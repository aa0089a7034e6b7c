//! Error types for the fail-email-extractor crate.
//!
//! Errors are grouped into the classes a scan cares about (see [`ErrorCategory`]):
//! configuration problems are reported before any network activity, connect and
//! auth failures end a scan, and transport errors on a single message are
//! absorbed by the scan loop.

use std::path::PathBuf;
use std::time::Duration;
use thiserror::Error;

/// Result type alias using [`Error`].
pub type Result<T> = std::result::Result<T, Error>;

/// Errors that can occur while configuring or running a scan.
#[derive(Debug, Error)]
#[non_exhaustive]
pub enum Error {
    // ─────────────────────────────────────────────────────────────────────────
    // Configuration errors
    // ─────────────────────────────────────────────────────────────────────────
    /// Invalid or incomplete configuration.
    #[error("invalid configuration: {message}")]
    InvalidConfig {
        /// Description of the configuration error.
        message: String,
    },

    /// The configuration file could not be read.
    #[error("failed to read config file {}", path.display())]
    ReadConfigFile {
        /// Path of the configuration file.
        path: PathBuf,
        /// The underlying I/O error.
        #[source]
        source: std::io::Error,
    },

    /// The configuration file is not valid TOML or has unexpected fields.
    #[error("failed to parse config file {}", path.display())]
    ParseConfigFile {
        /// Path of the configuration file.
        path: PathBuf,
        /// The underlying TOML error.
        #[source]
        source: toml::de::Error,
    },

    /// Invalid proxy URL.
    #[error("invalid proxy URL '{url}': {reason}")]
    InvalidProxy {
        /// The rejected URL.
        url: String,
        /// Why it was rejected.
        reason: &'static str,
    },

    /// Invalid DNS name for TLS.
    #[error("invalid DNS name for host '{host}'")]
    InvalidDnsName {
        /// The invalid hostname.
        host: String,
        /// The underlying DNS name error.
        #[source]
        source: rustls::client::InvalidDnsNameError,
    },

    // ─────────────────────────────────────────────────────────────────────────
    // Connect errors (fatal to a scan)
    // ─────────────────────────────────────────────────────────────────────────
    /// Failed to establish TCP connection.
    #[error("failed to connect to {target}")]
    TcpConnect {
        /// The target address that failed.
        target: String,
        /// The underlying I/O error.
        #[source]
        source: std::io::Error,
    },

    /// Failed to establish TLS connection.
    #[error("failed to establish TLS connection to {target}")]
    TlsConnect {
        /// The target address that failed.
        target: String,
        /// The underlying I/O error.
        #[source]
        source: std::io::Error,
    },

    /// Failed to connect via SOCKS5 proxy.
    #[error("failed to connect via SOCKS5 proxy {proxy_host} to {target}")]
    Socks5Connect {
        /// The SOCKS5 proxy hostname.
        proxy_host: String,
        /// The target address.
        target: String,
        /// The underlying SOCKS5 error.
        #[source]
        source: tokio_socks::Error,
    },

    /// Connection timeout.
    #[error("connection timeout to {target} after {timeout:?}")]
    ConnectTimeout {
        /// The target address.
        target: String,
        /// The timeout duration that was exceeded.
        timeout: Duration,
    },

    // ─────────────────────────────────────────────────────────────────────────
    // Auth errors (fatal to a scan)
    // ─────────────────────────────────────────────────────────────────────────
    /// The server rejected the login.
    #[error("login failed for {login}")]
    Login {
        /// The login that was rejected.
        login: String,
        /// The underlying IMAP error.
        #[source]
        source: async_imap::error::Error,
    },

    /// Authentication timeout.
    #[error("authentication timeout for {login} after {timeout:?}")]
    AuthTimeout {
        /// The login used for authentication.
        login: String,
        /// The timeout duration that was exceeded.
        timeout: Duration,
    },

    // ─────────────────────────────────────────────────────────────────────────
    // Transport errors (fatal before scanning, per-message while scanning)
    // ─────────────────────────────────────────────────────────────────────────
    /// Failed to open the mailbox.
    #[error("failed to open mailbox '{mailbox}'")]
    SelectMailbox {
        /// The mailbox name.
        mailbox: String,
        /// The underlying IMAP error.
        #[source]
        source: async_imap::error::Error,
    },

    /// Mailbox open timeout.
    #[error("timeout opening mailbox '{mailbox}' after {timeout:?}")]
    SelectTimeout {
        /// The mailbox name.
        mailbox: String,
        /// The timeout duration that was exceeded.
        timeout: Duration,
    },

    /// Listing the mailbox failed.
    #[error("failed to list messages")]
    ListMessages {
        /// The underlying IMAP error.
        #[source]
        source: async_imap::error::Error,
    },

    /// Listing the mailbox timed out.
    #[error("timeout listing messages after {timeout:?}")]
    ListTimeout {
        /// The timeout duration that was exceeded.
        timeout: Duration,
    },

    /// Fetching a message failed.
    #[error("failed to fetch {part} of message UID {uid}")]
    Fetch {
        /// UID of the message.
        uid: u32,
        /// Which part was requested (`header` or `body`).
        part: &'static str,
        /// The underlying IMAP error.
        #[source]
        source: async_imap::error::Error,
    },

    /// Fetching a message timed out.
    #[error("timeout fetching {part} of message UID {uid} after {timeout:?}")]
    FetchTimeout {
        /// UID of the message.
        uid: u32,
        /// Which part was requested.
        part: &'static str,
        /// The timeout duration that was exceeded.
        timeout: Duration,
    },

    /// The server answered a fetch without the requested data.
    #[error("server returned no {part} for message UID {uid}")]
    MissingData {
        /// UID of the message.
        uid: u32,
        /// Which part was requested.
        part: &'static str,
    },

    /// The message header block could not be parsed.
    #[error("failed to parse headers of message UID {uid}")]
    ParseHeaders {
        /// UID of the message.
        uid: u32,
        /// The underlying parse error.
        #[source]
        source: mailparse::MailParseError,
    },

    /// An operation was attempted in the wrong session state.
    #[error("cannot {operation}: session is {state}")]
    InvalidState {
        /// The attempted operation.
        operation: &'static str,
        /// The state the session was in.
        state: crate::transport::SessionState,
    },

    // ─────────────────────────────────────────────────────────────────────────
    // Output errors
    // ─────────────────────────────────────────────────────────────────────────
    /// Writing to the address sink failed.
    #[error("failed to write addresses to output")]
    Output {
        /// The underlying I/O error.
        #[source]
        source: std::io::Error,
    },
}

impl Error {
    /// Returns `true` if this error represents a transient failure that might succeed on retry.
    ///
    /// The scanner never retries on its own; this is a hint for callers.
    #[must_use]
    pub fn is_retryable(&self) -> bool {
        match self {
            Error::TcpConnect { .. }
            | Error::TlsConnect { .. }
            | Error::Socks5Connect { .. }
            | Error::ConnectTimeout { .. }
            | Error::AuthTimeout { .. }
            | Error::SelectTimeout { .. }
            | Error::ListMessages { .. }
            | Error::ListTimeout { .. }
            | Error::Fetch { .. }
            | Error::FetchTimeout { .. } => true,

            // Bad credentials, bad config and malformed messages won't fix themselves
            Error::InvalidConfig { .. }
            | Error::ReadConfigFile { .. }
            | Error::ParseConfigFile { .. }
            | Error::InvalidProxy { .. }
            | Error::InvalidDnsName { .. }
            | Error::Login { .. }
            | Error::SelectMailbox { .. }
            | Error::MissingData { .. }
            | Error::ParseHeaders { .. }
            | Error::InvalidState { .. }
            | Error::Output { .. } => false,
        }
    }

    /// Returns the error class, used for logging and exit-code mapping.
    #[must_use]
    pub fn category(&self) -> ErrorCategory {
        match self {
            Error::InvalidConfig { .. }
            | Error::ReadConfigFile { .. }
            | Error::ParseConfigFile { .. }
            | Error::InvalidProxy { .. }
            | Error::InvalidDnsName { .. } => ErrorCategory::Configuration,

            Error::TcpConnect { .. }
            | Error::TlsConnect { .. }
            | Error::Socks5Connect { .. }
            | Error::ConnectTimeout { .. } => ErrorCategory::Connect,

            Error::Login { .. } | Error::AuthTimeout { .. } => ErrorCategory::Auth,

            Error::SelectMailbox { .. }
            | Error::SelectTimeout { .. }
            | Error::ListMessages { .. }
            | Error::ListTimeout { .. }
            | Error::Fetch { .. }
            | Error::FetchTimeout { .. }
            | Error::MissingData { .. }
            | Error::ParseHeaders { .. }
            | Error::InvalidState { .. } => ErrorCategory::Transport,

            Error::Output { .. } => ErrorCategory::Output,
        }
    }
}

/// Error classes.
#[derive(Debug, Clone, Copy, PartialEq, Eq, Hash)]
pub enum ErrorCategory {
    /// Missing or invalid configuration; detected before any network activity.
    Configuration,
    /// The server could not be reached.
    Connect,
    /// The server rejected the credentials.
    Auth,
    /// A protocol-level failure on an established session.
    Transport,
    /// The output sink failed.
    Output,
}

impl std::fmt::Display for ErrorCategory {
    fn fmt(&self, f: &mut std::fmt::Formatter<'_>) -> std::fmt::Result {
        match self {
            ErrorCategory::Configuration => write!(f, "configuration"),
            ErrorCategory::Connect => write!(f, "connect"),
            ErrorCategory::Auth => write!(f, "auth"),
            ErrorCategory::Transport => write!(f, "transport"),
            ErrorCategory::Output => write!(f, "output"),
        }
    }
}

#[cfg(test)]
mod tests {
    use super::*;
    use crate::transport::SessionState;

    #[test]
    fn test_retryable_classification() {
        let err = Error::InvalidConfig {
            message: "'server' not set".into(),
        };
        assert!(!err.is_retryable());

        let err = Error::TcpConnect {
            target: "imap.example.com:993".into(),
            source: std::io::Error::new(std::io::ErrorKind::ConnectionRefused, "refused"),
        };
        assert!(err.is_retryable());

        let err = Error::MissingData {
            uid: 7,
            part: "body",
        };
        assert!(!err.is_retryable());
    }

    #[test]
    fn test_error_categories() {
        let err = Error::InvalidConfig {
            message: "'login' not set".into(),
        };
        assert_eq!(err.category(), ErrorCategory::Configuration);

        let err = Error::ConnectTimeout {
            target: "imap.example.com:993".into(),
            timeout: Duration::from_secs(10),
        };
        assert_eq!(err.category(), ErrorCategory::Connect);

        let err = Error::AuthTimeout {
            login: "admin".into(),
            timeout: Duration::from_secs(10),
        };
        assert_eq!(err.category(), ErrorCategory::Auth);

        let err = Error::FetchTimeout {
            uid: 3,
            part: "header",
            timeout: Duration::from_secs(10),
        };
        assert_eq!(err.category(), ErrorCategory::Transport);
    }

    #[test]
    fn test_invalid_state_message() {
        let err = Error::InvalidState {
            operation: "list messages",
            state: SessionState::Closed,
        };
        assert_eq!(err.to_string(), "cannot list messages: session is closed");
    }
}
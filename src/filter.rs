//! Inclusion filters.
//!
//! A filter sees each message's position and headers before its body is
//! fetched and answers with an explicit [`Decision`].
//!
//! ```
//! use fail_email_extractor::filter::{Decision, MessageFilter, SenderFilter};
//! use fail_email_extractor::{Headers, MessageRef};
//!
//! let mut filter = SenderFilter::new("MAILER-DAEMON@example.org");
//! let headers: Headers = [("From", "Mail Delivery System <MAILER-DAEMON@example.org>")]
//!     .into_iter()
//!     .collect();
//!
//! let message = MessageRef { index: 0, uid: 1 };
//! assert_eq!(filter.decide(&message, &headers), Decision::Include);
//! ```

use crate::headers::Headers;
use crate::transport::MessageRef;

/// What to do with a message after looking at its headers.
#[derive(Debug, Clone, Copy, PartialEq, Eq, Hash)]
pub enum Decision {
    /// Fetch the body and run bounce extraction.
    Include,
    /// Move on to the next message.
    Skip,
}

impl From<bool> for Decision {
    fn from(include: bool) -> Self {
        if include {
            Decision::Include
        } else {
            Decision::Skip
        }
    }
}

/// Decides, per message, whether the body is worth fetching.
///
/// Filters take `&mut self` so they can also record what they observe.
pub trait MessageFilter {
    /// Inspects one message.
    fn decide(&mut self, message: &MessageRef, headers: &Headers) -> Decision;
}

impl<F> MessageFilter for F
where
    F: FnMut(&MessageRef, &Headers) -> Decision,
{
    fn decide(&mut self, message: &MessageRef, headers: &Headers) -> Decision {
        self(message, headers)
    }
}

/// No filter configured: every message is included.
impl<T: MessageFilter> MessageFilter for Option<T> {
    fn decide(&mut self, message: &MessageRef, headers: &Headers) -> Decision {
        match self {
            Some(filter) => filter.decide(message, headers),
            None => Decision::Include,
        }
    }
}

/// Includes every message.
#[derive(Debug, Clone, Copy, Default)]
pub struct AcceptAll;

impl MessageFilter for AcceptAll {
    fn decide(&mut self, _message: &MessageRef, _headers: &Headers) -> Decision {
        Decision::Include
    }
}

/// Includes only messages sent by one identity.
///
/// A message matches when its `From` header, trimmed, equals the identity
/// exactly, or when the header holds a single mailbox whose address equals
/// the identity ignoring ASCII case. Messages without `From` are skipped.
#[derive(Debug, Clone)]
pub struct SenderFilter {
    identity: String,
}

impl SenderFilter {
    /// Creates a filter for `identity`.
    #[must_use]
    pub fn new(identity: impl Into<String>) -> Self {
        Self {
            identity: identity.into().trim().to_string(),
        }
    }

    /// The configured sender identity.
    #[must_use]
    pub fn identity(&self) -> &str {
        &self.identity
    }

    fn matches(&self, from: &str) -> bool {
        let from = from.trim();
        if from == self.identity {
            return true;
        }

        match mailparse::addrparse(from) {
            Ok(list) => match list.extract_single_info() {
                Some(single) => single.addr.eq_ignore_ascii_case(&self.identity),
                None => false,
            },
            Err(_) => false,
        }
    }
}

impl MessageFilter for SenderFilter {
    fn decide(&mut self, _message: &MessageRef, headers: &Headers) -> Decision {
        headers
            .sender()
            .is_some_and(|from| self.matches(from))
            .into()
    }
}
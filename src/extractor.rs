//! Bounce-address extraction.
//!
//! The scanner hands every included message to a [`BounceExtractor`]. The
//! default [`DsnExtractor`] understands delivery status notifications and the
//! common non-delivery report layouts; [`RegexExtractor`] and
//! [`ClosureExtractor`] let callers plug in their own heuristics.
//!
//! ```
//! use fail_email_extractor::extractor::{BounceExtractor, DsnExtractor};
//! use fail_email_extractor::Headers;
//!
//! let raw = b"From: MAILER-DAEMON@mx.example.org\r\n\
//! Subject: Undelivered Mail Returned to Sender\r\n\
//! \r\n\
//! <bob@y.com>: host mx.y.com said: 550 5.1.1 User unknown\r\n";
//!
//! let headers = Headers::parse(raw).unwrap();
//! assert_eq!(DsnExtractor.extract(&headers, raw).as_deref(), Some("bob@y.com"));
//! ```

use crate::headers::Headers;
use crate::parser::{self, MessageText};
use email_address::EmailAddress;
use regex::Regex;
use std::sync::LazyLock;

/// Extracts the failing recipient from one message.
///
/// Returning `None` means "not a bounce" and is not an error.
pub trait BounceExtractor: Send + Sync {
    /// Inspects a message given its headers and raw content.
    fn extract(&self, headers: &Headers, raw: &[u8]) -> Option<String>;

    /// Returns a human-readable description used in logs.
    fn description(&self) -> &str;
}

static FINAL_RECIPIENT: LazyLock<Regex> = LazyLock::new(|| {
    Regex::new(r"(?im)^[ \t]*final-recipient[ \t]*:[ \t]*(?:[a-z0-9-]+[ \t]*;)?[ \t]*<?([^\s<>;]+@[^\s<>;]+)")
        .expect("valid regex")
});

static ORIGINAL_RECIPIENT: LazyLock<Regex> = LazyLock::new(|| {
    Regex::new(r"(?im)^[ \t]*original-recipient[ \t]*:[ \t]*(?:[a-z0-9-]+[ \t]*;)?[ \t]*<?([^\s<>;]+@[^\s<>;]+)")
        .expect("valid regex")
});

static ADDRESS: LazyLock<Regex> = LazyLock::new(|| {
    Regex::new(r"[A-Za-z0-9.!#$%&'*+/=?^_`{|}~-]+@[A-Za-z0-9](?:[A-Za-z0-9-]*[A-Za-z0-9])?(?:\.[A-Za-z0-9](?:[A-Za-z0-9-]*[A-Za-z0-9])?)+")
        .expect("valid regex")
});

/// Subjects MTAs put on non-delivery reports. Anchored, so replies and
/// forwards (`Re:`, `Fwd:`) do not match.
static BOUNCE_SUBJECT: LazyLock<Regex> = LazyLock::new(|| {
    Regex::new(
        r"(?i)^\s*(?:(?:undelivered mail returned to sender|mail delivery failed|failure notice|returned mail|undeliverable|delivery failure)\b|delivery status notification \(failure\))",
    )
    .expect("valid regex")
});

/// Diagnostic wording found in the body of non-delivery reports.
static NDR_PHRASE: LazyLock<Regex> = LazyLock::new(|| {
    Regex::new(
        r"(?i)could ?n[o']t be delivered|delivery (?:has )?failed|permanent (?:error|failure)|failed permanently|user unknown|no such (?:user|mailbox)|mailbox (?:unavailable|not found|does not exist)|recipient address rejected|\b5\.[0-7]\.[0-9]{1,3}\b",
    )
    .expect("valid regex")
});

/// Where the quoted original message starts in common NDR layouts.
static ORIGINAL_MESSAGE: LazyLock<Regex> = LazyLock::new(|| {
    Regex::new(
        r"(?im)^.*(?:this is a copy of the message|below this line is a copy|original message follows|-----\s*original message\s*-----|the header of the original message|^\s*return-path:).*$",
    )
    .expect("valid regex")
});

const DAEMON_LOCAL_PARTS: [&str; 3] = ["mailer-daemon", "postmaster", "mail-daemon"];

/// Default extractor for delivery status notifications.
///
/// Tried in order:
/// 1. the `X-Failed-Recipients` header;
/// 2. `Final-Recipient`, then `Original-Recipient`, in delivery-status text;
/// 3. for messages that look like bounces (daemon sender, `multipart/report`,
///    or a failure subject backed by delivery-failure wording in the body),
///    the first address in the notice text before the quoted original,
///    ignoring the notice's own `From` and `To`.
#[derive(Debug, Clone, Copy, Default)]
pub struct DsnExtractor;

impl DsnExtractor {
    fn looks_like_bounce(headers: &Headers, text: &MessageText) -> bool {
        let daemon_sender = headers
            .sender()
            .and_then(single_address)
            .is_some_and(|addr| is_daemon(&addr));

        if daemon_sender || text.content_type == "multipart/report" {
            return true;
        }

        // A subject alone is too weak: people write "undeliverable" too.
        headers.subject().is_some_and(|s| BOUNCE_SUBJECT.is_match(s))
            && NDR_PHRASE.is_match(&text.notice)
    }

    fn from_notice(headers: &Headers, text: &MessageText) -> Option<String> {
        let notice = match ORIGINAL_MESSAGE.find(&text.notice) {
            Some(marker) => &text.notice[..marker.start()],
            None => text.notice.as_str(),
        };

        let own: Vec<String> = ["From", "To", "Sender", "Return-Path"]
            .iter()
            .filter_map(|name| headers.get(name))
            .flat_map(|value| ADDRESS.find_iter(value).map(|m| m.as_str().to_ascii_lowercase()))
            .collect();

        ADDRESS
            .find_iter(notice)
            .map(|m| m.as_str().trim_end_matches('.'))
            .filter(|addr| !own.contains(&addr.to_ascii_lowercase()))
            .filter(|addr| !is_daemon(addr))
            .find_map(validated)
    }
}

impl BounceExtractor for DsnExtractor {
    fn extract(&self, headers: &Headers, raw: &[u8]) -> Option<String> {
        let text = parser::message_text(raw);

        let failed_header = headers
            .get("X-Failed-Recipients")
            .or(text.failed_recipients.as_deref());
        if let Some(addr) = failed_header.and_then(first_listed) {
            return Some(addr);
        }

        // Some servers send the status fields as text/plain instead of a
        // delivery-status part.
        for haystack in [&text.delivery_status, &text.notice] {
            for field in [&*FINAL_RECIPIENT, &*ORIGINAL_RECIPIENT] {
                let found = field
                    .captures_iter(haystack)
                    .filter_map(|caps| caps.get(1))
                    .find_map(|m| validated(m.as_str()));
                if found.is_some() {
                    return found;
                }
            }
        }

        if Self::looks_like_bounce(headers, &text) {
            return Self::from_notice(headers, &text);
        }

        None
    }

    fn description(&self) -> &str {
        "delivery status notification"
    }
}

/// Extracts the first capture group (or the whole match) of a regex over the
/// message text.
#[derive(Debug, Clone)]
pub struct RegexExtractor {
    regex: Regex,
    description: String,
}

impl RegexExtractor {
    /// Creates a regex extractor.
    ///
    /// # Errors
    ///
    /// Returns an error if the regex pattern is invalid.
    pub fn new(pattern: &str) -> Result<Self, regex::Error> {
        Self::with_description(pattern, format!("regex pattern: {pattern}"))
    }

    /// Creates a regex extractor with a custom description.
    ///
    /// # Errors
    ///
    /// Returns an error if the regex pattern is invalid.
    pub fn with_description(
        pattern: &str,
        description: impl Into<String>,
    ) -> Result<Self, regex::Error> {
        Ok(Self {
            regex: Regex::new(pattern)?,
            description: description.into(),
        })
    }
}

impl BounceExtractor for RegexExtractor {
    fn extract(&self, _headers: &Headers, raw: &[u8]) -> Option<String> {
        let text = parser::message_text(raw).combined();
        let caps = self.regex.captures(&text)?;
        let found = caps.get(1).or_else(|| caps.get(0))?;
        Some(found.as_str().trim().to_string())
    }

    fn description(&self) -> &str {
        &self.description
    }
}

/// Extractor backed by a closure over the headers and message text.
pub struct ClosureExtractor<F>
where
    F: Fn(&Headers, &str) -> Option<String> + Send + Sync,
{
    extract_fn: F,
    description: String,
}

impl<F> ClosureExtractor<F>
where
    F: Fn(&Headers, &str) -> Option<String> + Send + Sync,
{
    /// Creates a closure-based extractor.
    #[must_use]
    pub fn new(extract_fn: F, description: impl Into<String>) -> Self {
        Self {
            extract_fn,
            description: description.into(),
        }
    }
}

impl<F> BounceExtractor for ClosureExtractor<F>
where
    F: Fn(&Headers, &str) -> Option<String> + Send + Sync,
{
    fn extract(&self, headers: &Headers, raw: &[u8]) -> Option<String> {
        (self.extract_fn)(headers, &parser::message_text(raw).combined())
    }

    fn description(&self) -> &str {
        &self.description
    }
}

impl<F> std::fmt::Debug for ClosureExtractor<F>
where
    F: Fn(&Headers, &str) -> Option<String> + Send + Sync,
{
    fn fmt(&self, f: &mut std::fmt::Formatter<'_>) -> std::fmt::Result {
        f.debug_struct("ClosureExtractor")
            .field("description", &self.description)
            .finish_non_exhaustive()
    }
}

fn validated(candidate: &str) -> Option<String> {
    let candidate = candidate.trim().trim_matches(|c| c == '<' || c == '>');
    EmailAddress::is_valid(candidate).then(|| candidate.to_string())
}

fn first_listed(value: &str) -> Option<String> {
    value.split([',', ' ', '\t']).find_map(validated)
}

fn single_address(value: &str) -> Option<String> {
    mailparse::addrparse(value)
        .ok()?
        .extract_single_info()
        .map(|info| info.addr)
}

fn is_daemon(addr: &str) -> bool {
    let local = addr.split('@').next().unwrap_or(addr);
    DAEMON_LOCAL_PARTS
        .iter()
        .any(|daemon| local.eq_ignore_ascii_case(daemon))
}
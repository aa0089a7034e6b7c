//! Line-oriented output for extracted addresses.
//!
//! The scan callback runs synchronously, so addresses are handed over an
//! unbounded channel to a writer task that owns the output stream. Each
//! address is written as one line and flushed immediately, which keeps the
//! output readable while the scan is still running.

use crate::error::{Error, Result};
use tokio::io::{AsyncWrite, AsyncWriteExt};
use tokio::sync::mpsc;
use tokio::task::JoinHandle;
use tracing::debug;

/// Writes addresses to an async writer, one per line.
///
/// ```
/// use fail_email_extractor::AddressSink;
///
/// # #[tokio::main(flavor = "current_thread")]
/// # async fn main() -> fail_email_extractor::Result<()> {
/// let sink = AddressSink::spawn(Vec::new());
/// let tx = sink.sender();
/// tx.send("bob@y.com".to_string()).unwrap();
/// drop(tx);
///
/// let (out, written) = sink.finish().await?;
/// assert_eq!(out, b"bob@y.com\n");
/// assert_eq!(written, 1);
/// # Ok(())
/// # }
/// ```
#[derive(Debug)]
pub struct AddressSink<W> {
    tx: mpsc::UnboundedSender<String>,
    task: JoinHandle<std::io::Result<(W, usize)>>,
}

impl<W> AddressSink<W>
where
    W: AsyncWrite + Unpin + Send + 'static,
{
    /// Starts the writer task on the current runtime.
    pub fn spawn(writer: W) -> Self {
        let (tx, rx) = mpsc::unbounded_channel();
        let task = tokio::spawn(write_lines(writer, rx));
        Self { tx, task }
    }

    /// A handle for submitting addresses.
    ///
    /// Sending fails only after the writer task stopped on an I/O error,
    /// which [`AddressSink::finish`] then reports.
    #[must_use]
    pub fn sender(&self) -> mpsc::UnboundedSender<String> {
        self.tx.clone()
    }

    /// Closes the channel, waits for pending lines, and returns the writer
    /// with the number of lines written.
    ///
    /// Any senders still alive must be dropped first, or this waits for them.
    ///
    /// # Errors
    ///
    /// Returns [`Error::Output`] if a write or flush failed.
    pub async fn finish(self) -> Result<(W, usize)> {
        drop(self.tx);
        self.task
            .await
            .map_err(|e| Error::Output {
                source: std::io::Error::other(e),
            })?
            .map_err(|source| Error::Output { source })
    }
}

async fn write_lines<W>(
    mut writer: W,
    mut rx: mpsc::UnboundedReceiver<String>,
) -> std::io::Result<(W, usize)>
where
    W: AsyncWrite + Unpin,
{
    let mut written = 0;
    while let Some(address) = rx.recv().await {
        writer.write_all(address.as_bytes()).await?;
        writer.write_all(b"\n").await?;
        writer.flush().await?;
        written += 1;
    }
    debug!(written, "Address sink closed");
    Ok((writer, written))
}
◇ ◇ ◇ ◇ ◇
→ TASK PROMPT
Copy the lines above that hold the word "Unpin".

→ ANSWER TO THE EXERCISE
    W: AsyncWrite + Unpin + Send + 'static,
    W: AsyncWrite + Unpin,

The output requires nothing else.